Milestones Part 4: Burning questions you should be asking about life at age 50

Retirement -

At 50, financial questions begin to shift from “what are my goals for the future?” to “where have my past decisions led me?” Financial adviser Tony Sandercock explains.

With a few decades already behind you, it’s time to consolidate your financial affairs and take stock of your past financial decisions. Adviser Tony Sandercock* says the conversation now shifts, “from planning for all sorts of exciting possibilities, because you’ve got time, to managing the probabilities”.

Is my financial vision for the future realistic?

When it comes to planning for retirement, Tony talks about your ‘best before date’ - and it’s typically somewhere in your 50s. “If you have time to create strategies, save and invest, financial goals can be accomplished,” Tony says. “Without time, you’re stuck with a much more limited menu of options.”

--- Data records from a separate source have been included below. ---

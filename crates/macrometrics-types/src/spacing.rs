//! Regular-spacing check for observation indices.

use serde::{Deserialize, Serialize};

use crate::{Frequency, MacroError, SpacingError, TimeSeries, Timestamp};

/// Default tolerance on the deviation of an interval from the first one.
pub const DEFAULT_SPACING_TOLERANCE: f64 = 1e-9;

/// How intervals between consecutive timestamps are measured and compared.
#[derive(Debug, Clone, Copy, PartialEq, Serialize, Deserialize)]
#[serde(default)]
pub struct SpacingConfig {
    /// Unit intervals are measured in; None uses the timestamp's natural unit.
    pub unit: Option<Frequency>,
    /// Allowed deviation, relative to the first interval once it exceeds one unit.
    pub tolerance: f64,
}

impl SpacingConfig {
    /// Creates a config measuring intervals in `unit`.
    #[must_use]
    pub const fn in_unit(unit: Frequency) -> Self {
        Self {
            unit: Some(unit),
            tolerance: DEFAULT_SPACING_TOLERANCE,
        }
    }

    /// Returns a copy with the given tolerance.
    #[must_use]
    pub const fn with_tolerance(mut self, tolerance: f64) -> Self {
        self.tolerance = tolerance;
        self
    }

    /// Checks that the tolerance is finite and non-negative.
    ///
    /// # Errors
    ///
    /// Returns [`MacroError::InvalidArgument`] otherwise.
    pub fn validate(&self) -> Result<(), MacroError> {
        if !self.tolerance.is_finite() || self.tolerance < 0.0 {
            return Err(MacroError::InvalidArgument(format!(
                "spacing tolerance must be finite and non-negative, got {}",
                self.tolerance
            )));
        }
        Ok(())
    }

    fn interval<T: Timestamp>(&self, from: &T, to: &T) -> Result<f64, SpacingError> {
        match self.unit {
            None => Ok(from.elapsed(to)),
            Some(unit) => from
                .elapsed_in(to, unit)
                .ok_or(SpacingError::UnsupportedFrequency { unit }),
        }
    }

    fn within_tolerance(&self, expected: f64, found: f64) -> bool {
        (found - expected).abs() <= self.tolerance * expected.abs().max(1.0)
    }
}

impl Default for SpacingConfig {
    fn default() -> Self {
        Self {
            unit: None,
            tolerance: DEFAULT_SPACING_TOLERANCE,
        }
    }
}

/// Checks that consecutive timestamps are separated by a constant interval.
///
/// Scans the deltas once and compares each to the first one. The first
/// violating pair is reported with the index of its earlier timestamp.
/// Returns the detected interval, or None when there are fewer than two
/// timestamps.
///
/// # Errors
///
/// - [`SpacingError::NotChronological`] if an interval is not positive.
/// - [`SpacingError::Irregular`] if an interval deviates from the first.
/// - [`SpacingError::UnsupportedFrequency`] if the timestamp type cannot
///   measure the configured unit.
pub fn check_regular_spacing<T, I>(
    timestamps: I,
    config: &SpacingConfig,
) -> Result<Option<f64>, SpacingError>
where
    T: Timestamp,
    I: IntoIterator<Item = T>,
{
    scan(timestamps.into_iter().map(Ok), config)
}

/// Runs [`check_regular_spacing`] over the rows of `series`.
///
/// Every row in `0..len()` must carry a timestamp, so reported indices are
/// always row positions.
///
/// # Errors
///
/// [`SpacingError::MissingTimestamp`] for the first row without a
/// timestamp, otherwise as [`check_regular_spacing`].
pub fn check_series_spacing<S>(series: &S, config: &SpacingConfig) -> Result<Option<f64>, SpacingError>
where
    S: TimeSeries + ?Sized,
{
    let stamps = (0..series.len()).map(|index| {
        series
            .timestamp(index)
            .ok_or(SpacingError::MissingTimestamp { index })
    });
    scan(stamps, config)
}

fn scan<T, I>(mut stamps: I, config: &SpacingConfig) -> Result<Option<f64>, SpacingError>
where
    T: Timestamp,
    I: Iterator<Item = Result<T, SpacingError>>,
{
    let Some(first) = stamps.next() else {
        return Ok(None);
    };
    let mut prev = first?;

    let mut expected = None;
    for (index, current) in stamps.enumerate() {
        let current = current?;
        let found = config.interval(&prev, &current)?;
        if found.is_nan() || found <= 0.0 {
            tracing::debug!(index, found, "timestamps out of order");
            return Err(SpacingError::NotChronological { index });
        }
        match expected {
            None => expected = Some(found),
            Some(expected) if !config.within_tolerance(expected, found) => {
                tracing::debug!(index, expected, found, "irregular observation spacing");
                return Err(SpacingError::Irregular {
                    index,
                    expected,
                    found,
                });
            }
            Some(_) => {}
        }
        prev = current;
    }

    Ok(expected)
}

People in their mid-50s often approach Tony, finally ready to get serious about retirement. They want to retire in 10 years say, with a certain standard of living attached.

“They want me to work some magic for them,” he says. “Don’t get me wrong, there are always things that can be done to improve a situation. My point is that there comes a time when the conversation changes from planning for all sorts of exciting possibilities, to managing the probabilities.”

At this point, aspirations may need to be revisited, and people need to be realistic about what can be achieved with the time and resources available.

Have I paid off my mortgage?

Ideally your mortgage would be paid off, but that depends on your circumstances.

“I had kids in my mid-20s and my debts were gone by the time I was about 50,” he says. “But if you’re having kids in your mid-30s, it’s probably going to be around 60, and you’re probably not going to retire at 65, you’ll probably retire at 70.”

Do I have my retirement plan in place?

The short answer should be yes - well and truly. 

It comes back to these questions: where am I?, where do I want to be? and how am I going to get there?

As Tony explains, “Sometimes the goal and reality don’t match, and part of the process is to be honest with yourself. Maybe it’s time to begin to adjust your lifestyle; to say, ‘Okay, this is the way it’s going to be, I need to make some adjustments early.’ Or maybe the decision is to work longer.

“When I first started in this business, everybody wanted to retire at 55,” he says. “I never hear that anymore. One reason is, people don’t have the money and, two, it’s too young.”

For many the concept of full ‘retirement’ may actually need to be scaled back to reducing your work hours, or embarking on an encore career. With our life expectancy now 10 or 15 years longer than past generations, there are more considerations than just money. 

“A job is social interaction, it’s purpose and a way to feel good about yourself, and I think maybe the ideas around retirement are different today. That’s certainly the way I view it. I hope to work forever,” Tony says.

Should I salary sacrifice more into my super fund?

The rule of thumb here is, the longer your money is in your super fund, the better the return. So if you plan to increase your super payments, the sooner you do it the better, to generate more interest. “$20,000 saved over 10 years brings a much smaller return than if you had saved that same $20,000 over 30 years or more,” Tony says.

You can make super contributions to your fund until age 74; to find out what the potential benefits of additional super payments are, check out MoneySmart’s Super contributions optimiser calculator. The Retirement planner calculator might also help.

Have I discussed my will with my children?

It’s one of those awkward family discussions that people tend to avoid, but if your children are adults, it’s an important one to have. You need to discuss who you’ve nominated to be your power of attorney, who will be the executor of your estate. Your kids then understand your expectations and why you have made those decisions.

Do I have my insurance needs covered?

“The issue in your 50s is that insurance can get expensive, and often there are tough choices to be made,” says Tony. “You really have to weigh up how much you spend on insurance and the protection that provides versus other needs. It’s trying to find a balance, and these considerations are very individual. ”


* Tony Sandercock provides general financial information only. As a financial adviser he does not endorse any product in particular.